What to produce: Search the records for lines that contain the word "Some". Copy them all.

Task data:
■ ■ ■ ■

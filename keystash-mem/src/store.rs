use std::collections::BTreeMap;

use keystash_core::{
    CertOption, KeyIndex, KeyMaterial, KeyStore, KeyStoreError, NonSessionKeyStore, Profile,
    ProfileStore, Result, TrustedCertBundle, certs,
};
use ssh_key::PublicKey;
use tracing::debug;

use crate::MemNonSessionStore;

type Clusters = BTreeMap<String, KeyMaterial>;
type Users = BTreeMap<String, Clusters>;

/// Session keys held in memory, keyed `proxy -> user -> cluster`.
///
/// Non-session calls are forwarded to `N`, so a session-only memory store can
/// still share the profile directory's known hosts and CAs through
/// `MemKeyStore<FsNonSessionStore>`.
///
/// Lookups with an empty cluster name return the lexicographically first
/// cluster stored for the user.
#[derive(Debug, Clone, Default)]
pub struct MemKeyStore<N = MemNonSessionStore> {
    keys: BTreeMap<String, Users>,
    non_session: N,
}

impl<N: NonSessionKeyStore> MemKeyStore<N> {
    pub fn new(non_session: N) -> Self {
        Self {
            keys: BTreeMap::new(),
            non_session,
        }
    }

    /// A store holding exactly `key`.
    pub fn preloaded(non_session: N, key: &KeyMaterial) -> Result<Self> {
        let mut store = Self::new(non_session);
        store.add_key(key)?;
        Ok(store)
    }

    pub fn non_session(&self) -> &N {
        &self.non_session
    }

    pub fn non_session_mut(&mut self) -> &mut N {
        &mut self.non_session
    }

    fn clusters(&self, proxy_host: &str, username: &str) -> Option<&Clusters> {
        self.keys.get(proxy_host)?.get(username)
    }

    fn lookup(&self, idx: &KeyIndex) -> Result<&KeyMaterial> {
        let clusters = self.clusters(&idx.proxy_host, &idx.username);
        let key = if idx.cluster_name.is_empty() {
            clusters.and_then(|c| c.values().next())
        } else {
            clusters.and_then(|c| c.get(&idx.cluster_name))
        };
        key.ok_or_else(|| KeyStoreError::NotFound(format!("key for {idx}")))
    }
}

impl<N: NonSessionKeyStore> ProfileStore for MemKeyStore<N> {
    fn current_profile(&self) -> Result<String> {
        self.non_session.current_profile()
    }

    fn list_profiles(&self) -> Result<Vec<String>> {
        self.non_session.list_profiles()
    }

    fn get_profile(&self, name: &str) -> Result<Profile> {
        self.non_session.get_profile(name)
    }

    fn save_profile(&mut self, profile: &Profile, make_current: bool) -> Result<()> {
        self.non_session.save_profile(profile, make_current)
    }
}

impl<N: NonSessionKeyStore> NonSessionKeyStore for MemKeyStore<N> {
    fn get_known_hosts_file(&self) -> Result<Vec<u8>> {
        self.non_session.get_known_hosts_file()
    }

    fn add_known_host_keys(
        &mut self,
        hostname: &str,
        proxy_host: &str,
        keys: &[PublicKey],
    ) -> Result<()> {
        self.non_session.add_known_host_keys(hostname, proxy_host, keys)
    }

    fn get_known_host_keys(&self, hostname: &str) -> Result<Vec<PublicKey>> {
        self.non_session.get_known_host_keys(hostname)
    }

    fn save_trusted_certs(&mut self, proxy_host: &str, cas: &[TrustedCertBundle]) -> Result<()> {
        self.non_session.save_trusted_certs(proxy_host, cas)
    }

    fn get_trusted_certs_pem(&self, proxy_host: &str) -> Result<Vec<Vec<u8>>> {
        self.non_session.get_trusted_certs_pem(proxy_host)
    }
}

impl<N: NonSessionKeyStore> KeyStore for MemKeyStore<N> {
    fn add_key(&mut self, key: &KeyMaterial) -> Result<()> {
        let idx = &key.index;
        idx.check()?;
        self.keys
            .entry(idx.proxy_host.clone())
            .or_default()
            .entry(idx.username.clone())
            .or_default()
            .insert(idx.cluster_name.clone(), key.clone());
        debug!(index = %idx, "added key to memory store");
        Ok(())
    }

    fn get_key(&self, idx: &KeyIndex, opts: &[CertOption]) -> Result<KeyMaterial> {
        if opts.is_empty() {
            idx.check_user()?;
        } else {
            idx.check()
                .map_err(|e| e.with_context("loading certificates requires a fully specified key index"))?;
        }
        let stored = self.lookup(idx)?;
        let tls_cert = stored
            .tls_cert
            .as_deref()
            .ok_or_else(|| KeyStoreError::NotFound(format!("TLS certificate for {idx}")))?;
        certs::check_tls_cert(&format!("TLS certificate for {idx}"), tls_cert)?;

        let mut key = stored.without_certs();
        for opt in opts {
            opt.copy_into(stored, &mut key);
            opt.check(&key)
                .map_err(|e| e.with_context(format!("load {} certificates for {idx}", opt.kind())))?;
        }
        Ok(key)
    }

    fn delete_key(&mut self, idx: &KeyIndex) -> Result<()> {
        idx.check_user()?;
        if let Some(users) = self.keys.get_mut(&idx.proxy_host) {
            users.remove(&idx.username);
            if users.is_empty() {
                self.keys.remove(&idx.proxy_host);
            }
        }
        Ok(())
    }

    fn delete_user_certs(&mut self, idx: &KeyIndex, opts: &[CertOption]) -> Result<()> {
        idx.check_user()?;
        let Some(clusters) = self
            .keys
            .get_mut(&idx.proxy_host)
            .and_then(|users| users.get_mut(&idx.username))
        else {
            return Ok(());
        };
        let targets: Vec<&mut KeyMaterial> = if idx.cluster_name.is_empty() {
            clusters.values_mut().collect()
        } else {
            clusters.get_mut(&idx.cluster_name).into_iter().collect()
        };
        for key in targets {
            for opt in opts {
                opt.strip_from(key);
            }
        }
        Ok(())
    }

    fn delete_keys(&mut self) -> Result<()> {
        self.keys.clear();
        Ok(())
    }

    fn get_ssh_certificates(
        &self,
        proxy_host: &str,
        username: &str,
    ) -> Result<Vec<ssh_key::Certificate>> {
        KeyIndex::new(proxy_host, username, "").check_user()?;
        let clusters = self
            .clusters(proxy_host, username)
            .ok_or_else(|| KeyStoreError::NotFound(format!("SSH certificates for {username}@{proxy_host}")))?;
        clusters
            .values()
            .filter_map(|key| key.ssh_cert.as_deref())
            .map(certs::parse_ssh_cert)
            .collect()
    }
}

■ ■ ■ ■

Answer to the exercise:
        if let Some(users) = self.keys.get_mut(&idx.proxy_host) {
        let Some(clusters) = self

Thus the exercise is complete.